══ SUPPLIED MATERIAL ══
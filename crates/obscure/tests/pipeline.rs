//! End-to-end pipeline tests against the in-memory storage backend.

use std::path::Path;

use obscure::pipeline;
use obscure_core::{BackupRequest, Error};
use obscure_storage::MemoryProvider;
use tempfile::TempDir;

fn request(source: &Path, version: &str, direct: bool) -> BackupRequest {
    BackupRequest {
        source_path: source.to_path_buf(),
        tag: "docs".into(),
        version: version.into(),
        direct,
        provider_key: "memory".into(),
        username: "alice".into(),
    }
}

fn sample_dir() -> TempDir {
    let dir = TempDir::new().unwrap();
    std::fs::write(dir.path().join("a.txt"), "aa").unwrap();
    std::fs::create_dir(dir.path().join("notes")).unwrap();
    std::fs::write(dir.path().join("notes/b.md"), "# heading\nbody\n").unwrap();
    dir
}

#[tokio::test]
async fn direct_directory_backup_stores_plain_tar() {
    let provider = MemoryProvider::new();
    let source = sample_dir();

    let outcome = pipeline::backup_to_provider(
        &provider,
        None,
        &request(source.path(), "2025.05.01-08.00.00", true),
        None,
    )
    .await
    .unwrap();

    assert_eq!(outcome.key, "backups/alice/docs/2025.05.01-08.00.00_docs.tar");
    assert_eq!(outcome.file_count, 2);
    assert!(!outcome.used_cli_fallback);

    let stored = provider.data_of(&outcome.key).unwrap();
    assert!(obscure_archive::looks_like_tar(&stored));

    let metadata = provider.metadata_of(&outcome.key).unwrap();
    assert_eq!(metadata.username, "alice");
    assert_eq!(metadata.tag, "docs");
    assert!(metadata.is_direct);
}

#[tokio::test]
async fn encrypted_backup_round_trips_through_restore() {
    let provider = MemoryProvider::new();
    let source = sample_dir();

    let outcome = pipeline::backup_to_provider(
        &provider,
        None,
        &request(source.path(), "2025.05.01-08.00.00", false),
        Some("hunter2"),
    )
    .await
    .unwrap();

    assert_eq!(
        outcome.key,
        "backups/alice/docs/2025.05.01-08.00.00_docs.obscure"
    );

    // Stored payload is an opaque frame, not a tar. Its length is exactly
    // the salt/nonce header plus the compressed tar plus the GCM tag.
    let stored = provider.data_of(&outcome.key).unwrap();
    assert!(!obscure_archive::looks_like_tar(&stored));

    let archive = obscure_archive::create_archive(source.path()).unwrap();
    let compressed = obscure_archive::compress(&archive.data, None).unwrap();
    assert_eq!(
        stored.len(),
        obscure_archive::HEADER_LEN + compressed.len() + obscure_archive::TAG_LEN
    );

    let dest = TempDir::new().unwrap();
    let restored = pipeline::restore_from_provider(
        &provider,
        "alice",
        "docs",
        None,
        Some("hunter2"),
        dest.path(),
    )
    .await
    .unwrap();

    assert!(restored.entries_restored >= 2);
    assert_eq!(
        std::fs::read_to_string(dest.path().join("a.txt")).unwrap(),
        "aa"
    );
    assert_eq!(
        std::fs::read_to_string(dest.path().join("notes/b.md")).unwrap(),
        "# heading\nbody\n"
    );
}

#[tokio::test]
async fn restore_with_wrong_password_fails_closed() {
    let provider = MemoryProvider::new();
    let source = sample_dir();

    pipeline::backup_to_provider(
        &provider,
        None,
        &request(source.path(), "2025.05.01-08.00.00", false),
        Some("right"),
    )
    .await
    .unwrap();

    let dest = TempDir::new().unwrap();
    let err = pipeline::restore_from_provider(
        &provider,
        "alice",
        "docs",
        None,
        Some("wrong"),
        dest.path(),
    )
    .await
    .unwrap_err();

    assert!(matches!(err, Error::Crypto { .. }));
    assert!(std::fs::read_dir(dest.path()).unwrap().next().is_none());
}

#[tokio::test]
async fn single_file_direct_backup_round_trips_byte_for_byte() {
    let provider = MemoryProvider::new();
    let dir = TempDir::new().unwrap();
    let file = dir.path().join("keys.bin");
    std::fs::write(&file, [0u8, 159, 146, 150]).unwrap();

    let outcome = pipeline::backup_to_provider(
        &provider,
        None,
        &request(&file, "2025.05.01-08.00.00", true),
        None,
    )
    .await
    .unwrap();

    // Raw bytes, no tar wrapper
    assert_eq!(provider.data_of(&outcome.key).unwrap(), vec![0u8, 159, 146, 150]);

    let dest = TempDir::new().unwrap();
    let restored = pipeline::restore_from_provider(&provider, "alice", "docs", None, None, dest.path())
        .await
        .unwrap();

    assert_eq!(restored.entries_restored, 1);
    assert_eq!(
        std::fs::read(&restored.output_path).unwrap(),
        vec![0u8, 159, 146, 150]
    );
}

#[tokio::test]
async fn restore_defaults_to_newest_version() {
    let provider = MemoryProvider::new();

    for (version, content) in [
        ("2025.01.01-00.00.00", "old"),
        ("2025.02.01-00.00.00", "new"),
    ] {
        let dir = TempDir::new().unwrap();
        std::fs::write(dir.path().join("state.txt"), content).unwrap();
        pipeline::backup_to_provider(&provider, None, &request(dir.path(), version, true), None)
            .await
            .unwrap();
    }

    let dest = TempDir::new().unwrap();
    pipeline::restore_from_provider(&provider, "alice", "docs", None, None, dest.path())
        .await
        .unwrap();

    assert_eq!(
        std::fs::read_to_string(dest.path().join("state.txt")).unwrap(),
        "new"
    );
}

#[tokio::test]
async fn explicit_version_restore_finds_either_extension() {
    let provider = MemoryProvider::new();
    let source = sample_dir();

    pipeline::backup_to_provider(
        &provider,
        None,
        &request(source.path(), "2025.03.01-00.00.00", true),
        None,
    )
    .await
    .unwrap();

    let resolved =
        pipeline::resolve_versioned_key(&provider, "alice", "docs", "2025.03.01-00.00.00")
            .await
            .unwrap();
    assert!(resolved.to_key().ends_with(".tar"));

    let err = pipeline::resolve_versioned_key(&provider, "alice", "docs", "1999.01.01-00.00.00")
        .await
        .unwrap_err();
    assert!(matches!(err, Error::NotFound { .. }));
}

#[tokio::test]
async fn collision_preserves_the_existing_object() {
    let provider = MemoryProvider::new();
    let source = sample_dir();
    let req = request(source.path(), "2025.05.01-08.00.00", true);

    pipeline::backup_to_provider(&provider, None, &req, None)
        .await
        .unwrap();
    let original = provider.data_of("backups/alice/docs/2025.05.01-08.00.00_docs.tar");

    let err = pipeline::backup_to_provider(&provider, None, &req, None)
        .await
        .unwrap_err();
    assert!(matches!(err, Error::Collision { .. }));

    assert_eq!(
        provider.data_of("backups/alice/docs/2025.05.01-08.00.00_docs.tar"),
        original
    );
}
═══
### [EXERCISE DETAILS]
All of the material above needs to be retyped word for word.

### [THE COMPLETED TASK]
filename crates/obscure/tests/pipeline.rs
//! End-to-end pipeline tests against the in-memory storage backend.

use std::path::Path;

use obscure::pipeline;
use obscure_core::{BackupRequest, Error};
use obscure_storage::MemoryProvider;
use tempfile::TempDir;

fn request(source: &Path, version: &str, direct: bool) -> BackupRequest {
    BackupRequest {
        source_path: source.to_path_buf(),
        tag: "docs".into(),
        version: version.into(),
        direct,
        provider_key: "memory".into(),
        username: "alice".into(),
    }
}

fn sample_dir() -> TempDir {
    let dir = TempDir::new().unwrap();
    std::fs::write(dir.path().join("a.txt"), "aa").unwrap();
    std::fs::create_dir(dir.path().join("notes")).unwrap();
    std::fs::write(dir.path().join("notes/b.md"), "# heading\nbody\n").unwrap();
    dir
}

#[tokio::test]
async fn direct_directory_backup_stores_plain_tar() {
    let provider = MemoryProvider::new();
    let source = sample_dir();

    let outcome = pipeline::backup_to_provider(
        &provider,
        None,
        &request(source.path(), "2025.05.01-08.00.00", true),
        None,
    )
    .await
    .unwrap();

    assert_eq!(outcome.key, "backups/alice/docs/2025.05.01-08.00.00_docs.tar");
    assert_eq!(outcome.file_count, 2);
    assert!(!outcome.used_cli_fallback);

    let stored = provider.data_of(&outcome.key).unwrap();
    assert!(obscure_archive::looks_like_tar(&stored));

    let metadata = provider.metadata_of(&outcome.key).unwrap();
    assert_eq!(metadata.username, "alice");
    assert_eq!(metadata.tag, "docs");
    assert!(metadata.is_direct);
}

#[tokio::test]
async fn encrypted_backup_round_trips_through_restore() {
    let provider = MemoryProvider::new();
    let source = sample_dir();

    let outcome = pipeline::backup_to_provider(
        &provider,
        None,
        &request(source.path(), "2025.05.01-08.00.00", false),
        Some("hunter2"),
    )
    .await
    .unwrap();

    assert_eq!(
        outcome.key,
        "backups/alice/docs/2025.05.01-08.00.00_docs.obscure"
    );

    // Stored payload is an opaque frame, not a tar. Its length is exactly
    // the salt/nonce header plus the compressed tar plus the GCM tag.
    let stored = provider.data_of(&outcome.key).unwrap();
    assert!(!obscure_archive::looks_like_tar(&stored));

    let archive = obscure_archive::create_archive(source.path()).unwrap();
    let compressed = obscure_archive::compress(&archive.data, None).unwrap();
    assert_eq!(
        stored.len(),
        obscure_archive::HEADER_LEN + compressed.len() + obscure_archive::TAG_LEN
    );

    let dest = TempDir::new().unwrap();
    let restored = pipeline::restore_from_provider(
        &provider,
        "alice",
        "docs",
        None,
        Some("hunter2"),
        dest.path(),
    )
    .await
    .unwrap();

    assert!(restored.entries_restored >= 2);
    assert_eq!(
        std::fs::read_to_string(dest.path().join("a.txt")).unwrap(),
        "aa"
    );
    assert_eq!(
        std::fs::read_to_string(dest.path().join("notes/b.md")).unwrap(),
        "# heading\nbody\n"
    );
}

#[tokio::test]
async fn restore_with_wrong_password_fails_closed() {
    let provider = MemoryProvider::new();
    let source = sample_dir();

    pipeline::backup_to_provider(
        &provider,
        None,
        &request(source.path(), "2025.05.01-08.00.00", false),
        Some("right"),
    )
    .await
    .unwrap();

    let dest = TempDir::new().unwrap();
    let err = pipeline::restore_from_provider(
        &provider,
        "alice",
        "docs",
        None,
        Some("wrong"),
        dest.path(),
    )
    .await
    .unwrap_err();

    assert!(matches!(err, Error::Crypto { .. }));
    assert!(std::fs::read_dir(dest.path()).unwrap().next().is_none());
}

#[tokio::test]
async fn single_file_direct_backup_round_trips_byte_for_byte() {
    let provider = MemoryProvider::new();
    let dir = TempDir::new().unwrap();
    let file = dir.path().join("keys.bin");
    std::fs::write(&file, [0u8, 159, 146, 150]).unwrap();

    let outcome = pipeline::backup_to_provider(
        &provider,
        None,
        &request(&file, "2025.05.01-08.00.00", true),
        None,
    )
    .await
    .unwrap();

    // Raw bytes, no tar wrapper
    assert_eq!(provider.data_of(&outcome.key).unwrap(), vec![0u8, 159, 146, 150]);

    let dest = TempDir::new().unwrap();
    let restored = pipeline::restore_from_provider(&provider, "alice", "docs", None, None, dest.path())
        .await
        .unwrap();

    assert_eq!(restored.entries_restored, 1);
    assert_eq!(
        std::fs::read(&restored.output_path).unwrap(),
        vec![0u8, 159, 146, 150]
    );
}

#[tokio::test]
async fn restore_defaults_to_newest_version() {
    let provider = MemoryProvider::new();

    for (version, content) in [
        ("2025.01.01-00.00.00", "old"),
        ("2025.02.01-00.00.00", "new"),
    ] {
        let dir = TempDir::new().unwrap();
        std::fs::write(dir.path().join("state.txt"), content).unwrap();
        pipeline::backup_to_provider(&provider, None, &request(dir.path(), version, true), None)
            .await
            .unwrap();
    }

    let dest = TempDir::new().unwrap();
    pipeline::restore_from_provider(&provider, "alice", "docs", None, None, dest.path())
        .await
        .unwrap();

    assert_eq!(
        std::fs::read_to_string(dest.path().join("state.txt")).unwrap(),
        "new"
    );
}

#[tokio::test]
async fn explicit_version_restore_finds_either_extension() {
    let provider = MemoryProvider::new();
    let source = sample_dir();

    pipeline::backup_to_provider(
        &provider,
        None,
        &request(source.path(), "2025.03.01-00.00.00", true),
        None,
    )
    .await
    .unwrap();

    let resolved =
        pipeline::resolve_versioned_key(&provider, "alice", "docs", "2025.03.01-00.00.00")
            .await
            .unwrap();
    assert!(resolved.to_key().ends_with(".tar"));

    let err = pipeline::resolve_versioned_key(&provider, "alice", "docs", "1999.01.01-00.00.00")
        .await
        .unwrap_err();
    assert!(matches!(err, Error::NotFound { .. }));
}

#[tokio::test]
async fn collision_preserves_the_existing_object() {
    let provider = MemoryProvider::new();
    let source = sample_dir();
    let req = request(source.path(), "2025.05.01-08.00.00", true);

    pipeline::backup_to_provider(&provider, None, &req, None)
        .await
        .unwrap();
    let original = provider.data_of("backups/alice/docs/2025.05.01-08.00.00_docs.tar");

    let err = pipeline::backup_to_provider(&provider, None, &req, None)
        .await
        .unwrap_err();
    assert!(matches!(err, Error::Collision { .. }));

    assert_eq!(
        provider.data_of("backups/alice/docs/2025.05.01-08.00.00_docs.tar"),
        original
    );
}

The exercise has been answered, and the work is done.